There is an old suspicion of museums in the languages of the Gangetic plain. A museum, in Bhojpuri as in Maithili, is first of all a house of dead things — सब कुछ जहाँ बंद है. The suspicion is not without cause. For most of the last century, the institutions that claimed to preserve our crafts mostly preserved their own authority over them. A lacquer box went into a vitrine; the hand that made it went nowhere.
To preserve is not to freeze. It is to choose, each generation, which fragments are worth the labour of continuance. And continuance, in any living art, is never the repetition of the thing; it is the repetition of the act. To preserve Mithila painting, you do not photograph it. You sit with a painter while she works, and you help her daughter want to do the same.
There is a quiet arithmetic here.

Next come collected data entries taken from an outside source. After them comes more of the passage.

//! Admin user management commands.
//!
//! Passwords go through the same validation and hashing as the web login.

use lakeside_site::db::{AdminRepository, RepositoryError};
use lakeside_site::services::auth::{AuthError, AuthService, generate_password};
use thiserror::Error;

use super::{ConnectError, connect};

const GENERATED_PASSWORD_LENGTH: usize = 16;

/// Errors that can occur during admin operations.
#[derive(Debug, Error)]
pub enum AdminError {
    #[error(transparent)]
    Connect(#[from] ConnectError),

    #[error("{0}")]
    Auth(#[from] AuthError),

    #[error("{0}")]
    Repository(#[from] RepositoryError),
}

/// Use the given password or generate one, printing it when generated.
#[allow(clippy::print_stdout)]
fn password_or_generated(password: Option<String>) -> String {
    password.unwrap_or_else(|| {
        let generated = generate_password(GENERATED_PASSWORD_LENGTH);
        println!("Generated password: {generated}");
        println!("Store it now; it is not shown again.");
        generated
    })
}

/// Create a new admin user.
#[allow(clippy::print_stdout)]
pub async fn create_user(username: &str, password: Option<String>) -> Result<(), AdminError> {
    let pool = connect().await?;
    let auth = AuthService::new(AdminRepository::new(&pool));

    let password = password_or_generated(password);
    let user = auth.create_admin(username, &password).await?;

    tracing::info!(admin_id = %user.id, "Admin user created");
    println!("Created admin {} (ID: {})", user.username, user.id);
    Ok(())
}

/// Replace an admin's password. Existing sessions of that admin are revoked.
#[allow(clippy::print_stdout)]
pub async fn reset_password(
    username: &str,
    password: Option<String>,
    create: bool,
) -> Result<(), AdminError> {
    let pool = connect().await?;
    let auth = AuthService::new(AdminRepository::new(&pool));

    let password = password_or_generated(password);
    let user = auth.reset_password(username, &password, create).await?;

    println!("Password updated for {} (ID: {})", user.username, user.id);
    Ok(())
}

/// Print every admin user.
#[allow(clippy::print_stdout)]
pub async fn list_users() -> Result<(), AdminError> {
    let pool = connect().await?;
    let users = AdminRepository::new(&pool).list_users().await?;

    if users.is_empty() {
        println!("No admin users");
        return Ok(());
    }
    for user in users {
        println!(
            "{:>4}  {:<32}  {}",
            user.id,
            user.username,
            user.created_at.format("%Y-%m-%d %H:%M UTC")
        );
    }
    Ok(())
}
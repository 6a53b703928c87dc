//! Request ID middleware for request tracing and correlation.
//!
//! Generates a UUID v4 for each request unless the Fly proxy (or another
//! upstream) already supplied one. The ID is recorded in the tracing span,
//! tagged on the Sentry scope and echoed back in the response headers.

use axum::{extract::Request, http::HeaderValue, middleware::Next, response::Response};
use tracing::Span;
use uuid::Uuid;

/// The HTTP header name for request IDs.
pub const REQUEST_ID_HEADER: &str = "x-request-id";

/// Upstream IDs longer than this are replaced.
const MAX_REQUEST_ID_LEN: usize = 128;

fn incoming_id(request: &Request) -> Option<String> {
    request
        .headers()
        .get(REQUEST_ID_HEADER)
        .and_then(|h| h.to_str().ok())
        .filter(|id| !id.is_empty() && id.len() <= MAX_REQUEST_ID_LEN)
        .map(String::from)
}

/// Middleware that ensures every request has a request ID.
pub async fn request_id_middleware(request: Request, next: Next) -> Response {
    let request_id = incoming_id(&request).unwrap_or_else(|| Uuid::new_v4().to_string());

    Span::current().record("request_id", &request_id);
    sentry::configure_scope(|scope| {
        scope.set_tag("request_id", &request_id);
    });

    let mut response = next.run(request).await;

    if let Ok(value) = HeaderValue::from_str(&request_id) {
        response.headers_mut().insert(REQUEST_ID_HEADER, value);
    }

    response
}

#[cfg(test)]
#[allow(clippy::unwrap_used)]
mod tests {
    use axum::body::Body;

    use super::*;

    #[test]
    fn test_incoming_id_is_bounded() {
        let request = Request::builder()
            .header(REQUEST_ID_HEADER, "abc-123")
            .body(Body::empty())
            .unwrap();
        assert_eq!(incoming_id(&request).as_deref(), Some("abc-123"));

        let request = Request::builder()
            .header(REQUEST_ID_HEADER, "x".repeat(MAX_REQUEST_ID_LEN + 1))
            .body(Body::empty())
            .unwrap();
        assert_eq!(incoming_id(&request), None);
    }
}
//! Site content singleton repository.

use chrono::{DateTime, Utc};
use sqlx::PgPool;
use sqlx::types::Json;

use super::RepositoryError;
use crate::models::content::{AboutContent, HomeContent, SiteContent};

/// The only row id `site_content` accepts.
const SINGLETON_ID: i32 = 1;

#[derive(Debug, sqlx::FromRow)]
struct SiteContentRow {
    home: Json<HomeContent>,
    about: Json<AboutContent>,
    updated_at: DateTime<Utc>,
}

impl From<SiteContentRow> for SiteContent {
    fn from(row: SiteContentRow) -> Self {
        Self {
            home: row.home.0,
            about: row.about.0,
            updated_at: row.updated_at,
        }
    }
}

/// Repository for the home/about text blocks.
pub struct ContentRepository<'a> {
    pool: &'a PgPool,
}

impl<'a> ContentRepository<'a> {
    #[must_use]
    pub const fn new(pool: &'a PgPool) -> Self {
        Self { pool }
    }

    /// Current content, creating the default row on first read.
    ///
    /// # Errors
    ///
    /// Returns `RepositoryError::Database` if the query fails.
    pub async fn get(&self) -> Result<SiteContent, RepositoryError> {
        let existing = sqlx::query_as::<_, SiteContentRow>(
            "SELECT home, about, updated_at FROM site_content WHERE id = $1",
        )
        .bind(SINGLETON_ID)
        .fetch_optional(self.pool)
        .await?;

        if let Some(row) = existing {
            return Ok(row.into());
        }

        // Concurrent first reads both insert; the loser keeps the winner's row
        let row = sqlx::query_as::<_, SiteContentRow>(
            r"
            INSERT INTO site_content (id, home, about)
            VALUES ($1, $2, $3)
            ON CONFLICT (id) DO UPDATE SET id = EXCLUDED.id
            RETURNING home, about, updated_at
            ",
        )
        .bind(SINGLETON_ID)
        .bind(Json(HomeContent::default()))
        .bind(Json(AboutContent::default()))
        .fetch_one(self.pool)
        .await?;

        tracing::info!("Created default site content");
        Ok(row.into())
    }

    /// Overwrite both blocks and refresh `updated_at`.
    ///
    /// # Errors
    ///
    /// Returns `RepositoryError::Database` if the query fails.
    pub async fn save(
        &self,
        home: &HomeContent,
        about: &AboutContent,
    ) -> Result<SiteContent, RepositoryError> {
        let row = sqlx::query_as::<_, SiteContentRow>(
            r"
            INSERT INTO site_content (id, home, about, updated_at)
            VALUES ($1, $2, $3, NOW())
            ON CONFLICT (id) DO UPDATE
            SET home = EXCLUDED.home, about = EXCLUDED.about, updated_at = NOW()
            RETURNING home, about, updated_at
            ",
        )
        .bind(SINGLETON_ID)
        .bind(Json(home))
        .bind(Json(about))
        .fetch_one(self.pool)
        .await?;

        Ok(row.into())
    }
}
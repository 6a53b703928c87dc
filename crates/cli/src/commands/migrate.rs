//! Database migration command.
//!
//! Migrations live in `crates/site/migrations` and are embedded at compile
//! time.

use sqlx::migrate::MigrateError;
use thiserror::Error;

use super::{ConnectError, connect};

#[derive(Debug, Error)]
pub enum MigrationError {
    #[error(transparent)]
    Connect(#[from] ConnectError),

    #[error("Migration failed: {0}")]
    Migrate(#[from] MigrateError),
}

/// Apply all pending migrations.
pub async fn run() -> Result<(), MigrationError> {
    let pool = connect().await?;

    tracing::info!("Running site migrations...");
    sqlx::migrate!("../site/migrations").run(&pool).await?;
    tracing::info!("Site migrations complete");

    Ok(())
}
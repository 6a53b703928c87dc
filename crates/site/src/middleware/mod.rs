//! HTTP middleware stack for the site.
//!
//! # Middleware Order (bottom to top in Router)
//!
//! 1. Sentry layer (capture errors)
//! 2. `TraceLayer` (request tracing)
//! 3. Request ID (add unique ID to each request)
//! 4. Security headers (CSP, frame and referrer policy)
//! 5. CSRF (admin router only)

pub mod auth;
pub mod csrf;
pub mod request_id;
pub mod security_headers;

use axum::http::HeaderMap;

pub use auth::{RequireAdminAuth, SESSION_COOKIE, wants_html};
pub use csrf::{CsrfError, CsrfToken, csrf_middleware};
pub use request_id::request_id_middleware;
pub use security_headers::security_headers_middleware;

/// Whether the request reached the proxy over HTTPS.
///
/// The app itself only speaks plain HTTP, so this trusts
/// `X-Forwarded-Proto` and `Forwarded: proto=https`.
#[must_use]
pub fn is_https(headers: &HeaderMap) -> bool {
    let forwarded_proto = headers
        .get("x-forwarded-proto")
        .and_then(|v| v.to_str().ok())
        .is_some_and(|v| v.split(',').any(|p| p.trim().eq_ignore_ascii_case("https")));
    let forwarded = headers
        .get("forwarded")
        .and_then(|v| v.to_str().ok())
        .is_some_and(|v| v.to_ascii_lowercase().contains("proto=https"));
    forwarded_proto || forwarded
}

#[cfg(test)]
#[allow(clippy::unwrap_used)]
mod tests {
    use super::*;

    #[test]
    fn test_is_https() {
        let mut headers = HeaderMap::new();
        assert!(!is_https(&headers));
        headers.insert("x-forwarded-proto", "http".parse().unwrap());
        assert!(!is_https(&headers));
        headers.insert("x-forwarded-proto", "https, http".parse().unwrap());
        assert!(is_https(&headers));

        let mut headers = HeaderMap::new();
        headers.insert("forwarded", "for=1.2.3.4;Proto=HTTPS".parse().unwrap());
        assert!(is_https(&headers));
    }
}
//! Security headers middleware.
//!
//! Every response gets a strict CSP and frame/referrer/sniffing protection.
//! Admin responses are additionally marked uncacheable.

use axum::{
    extract::Request,
    http::{
        HeaderName, HeaderValue,
        header::{
            CACHE_CONTROL, CONTENT_SECURITY_POLICY, REFERRER_POLICY, X_CONTENT_TYPE_OPTIONS,
            X_FRAME_OPTIONS,
        },
    },
    middleware::Next,
    response::Response,
};

/// Content Security Policy for all pages.
///
/// Uploaded images and the greenhouse video are served from `/uploads`, so
/// `'self'` covers every media source.
pub const CONTENT_SECURITY_POLICY_VALUE: &str = "default-src 'none'; \
     script-src 'self'; \
     style-src 'self'; \
     font-src 'self'; \
     img-src 'self' data:; \
     media-src 'self'; \
     connect-src 'self'; \
     frame-src 'none'; \
     object-src 'none'; \
     base-uri 'self'; \
     form-action 'self'; \
     frame-ancestors 'none'";

/// Add security headers to all responses.
pub async fn security_headers_middleware(request: Request, next: Next) -> Response {
    let is_admin = request.uri().path().starts_with("/admin");
    let mut response = next.run(request).await;
    let headers = response.headers_mut();

    headers.insert(X_FRAME_OPTIONS, HeaderValue::from_static("DENY"));
    headers.insert(X_CONTENT_TYPE_OPTIONS, HeaderValue::from_static("nosniff"));
    headers.insert(
        REFERRER_POLICY,
        HeaderValue::from_static("strict-origin-when-cross-origin"),
    );
    headers.insert(
        CONTENT_SECURITY_POLICY,
        HeaderValue::from_static(CONTENT_SECURITY_POLICY_VALUE),
    );
    headers.insert(
        HeaderName::from_static("permissions-policy"),
        HeaderValue::from_static("camera=(), geolocation=(), microphone=(), payment=(), usb=()"),
    );
    headers.insert(
        HeaderName::from_static("cross-origin-opener-policy"),
        HeaderValue::from_static("same-origin"),
    );

    if is_admin {
        headers.insert(CACHE_CONTROL, HeaderValue::from_static("no-store, max-age=0"));
    }

    response
}
//! Testimonial star rating.

use core::fmt;

use serde::{Deserialize, Serialize};

/// A star rating between 1 and 5 inclusive.
///
/// Out-of-range input is clamped rather than rejected, and a missing rating
/// defaults to five stars.
///
/// ```
/// use lakeside_core::Rating;
///
/// assert_eq!(Rating::clamped(9).value(), 5);
/// assert_eq!(Rating::clamped(-3).value(), 1);
/// assert_eq!(Rating::from_input(None).value(), 5);
/// ```
#[derive(Debug, Clone, Copy, PartialEq, Eq, PartialOrd, Ord, Hash, Serialize, Deserialize)]
#[serde(into = "i32", from = "i32")]
pub struct Rating(u8);

impl Rating {
    /// Lowest accepted rating.
    pub const MIN: u8 = 1;
    /// Highest accepted rating.
    pub const MAX: u8 = 5;

    /// Clamp an arbitrary integer into the 1..=5 range.
    #[must_use]
    pub fn clamped(value: i64) -> Self {
        let clamped = value.clamp(i64::from(Self::MIN), i64::from(Self::MAX));
        // Within 1..=5 after clamping
        Self(u8::try_from(clamped).unwrap_or(Self::MAX))
    }

    /// Rating from optional form input, defaulting to the maximum.
    #[must_use]
    pub fn from_input(value: Option<i64>) -> Self {
        value.map_or_else(Self::default, Self::clamped)
    }

    /// The numeric rating.
    #[must_use]
    pub const fn value(self) -> u8 {
        self.0
    }

    /// One flag per star slot, `true` for filled stars.
    #[must_use]
    pub fn stars(self) -> Vec<bool> {
        (1..=Self::MAX).map(|slot| slot <= self.0).collect()
    }
}

impl Default for Rating {
    fn default() -> Self {
        Self(Self::MAX)
    }
}

impl fmt::Display for Rating {
    fn fmt(&self, f: &mut fmt::Formatter<'_>) -> fmt::Result {
        write!(f, "{}", self.0)
    }
}

impl From<i32> for Rating {
    fn from(value: i32) -> Self {
        Self::clamped(i64::from(value))
    }
}

impl From<Rating> for i32 {
    fn from(rating: Rating) -> Self {
        Self::from(rating.0)
    }
}

#[cfg(test)]
#[allow(clippy::unwrap_used)]
mod tests {
    use super::*;

    #[test]
    fn test_clamps_into_range() {
        assert_eq!(Rating::clamped(0).value(), 1);
        assert_eq!(Rating::clamped(3).value(), 3);
        assert_eq!(Rating::clamped(100).value(), 5);
    }

    #[test]
    fn test_missing_input_is_five_stars() {
        assert_eq!(Rating::from_input(None), Rating::default());
        assert_eq!(Rating::default().value(), 5);
    }

    #[test]
    fn test_stars() {
        assert_eq!(
            Rating::clamped(3).stars(),
            vec![true, true, true, false, false]
        );
        assert_eq!(Rating::clamped(5).stars(), vec![true; 5]);
    }

    #[test]
    fn test_deserialize_clamps() {
        let rating: Rating = serde_json::from_str("7").unwrap();
        assert_eq!(rating.value(), 5);
        assert_eq!(serde_json::to_string(&rating).unwrap(), "5");
    }
}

Every generation inherits more than it can possibly carry. It must choose — and in choosing, it lets go. The art of preservation is not really the art of saving; it is the art of choosing well.
I have spent the last decade at the Bihar Museum and before that at the Upendra Maharathi Institute thinking, uneasily, about this arithmetic. We have rooms full of things. What we have less of is rooms full of people who still know how to make those things, and a culture that still wants them to.
So we have been experimenting. A museum is not the place where a culture is kept. It is the place where a culture is continued — where the weaver sits for a month and the schoolchildren come on Tuesday; where the ledger and the loom are given the same attention.
If we are any good at this work, the numbers will remain quietly the same: a few dozen practitioners, a few hundred students, a few thousand visitors. But the thing being preserved will be alive, which is the only kind of preservation worth doing.
A museum is not the place where a culture is kept. It is the place where a culture is continued.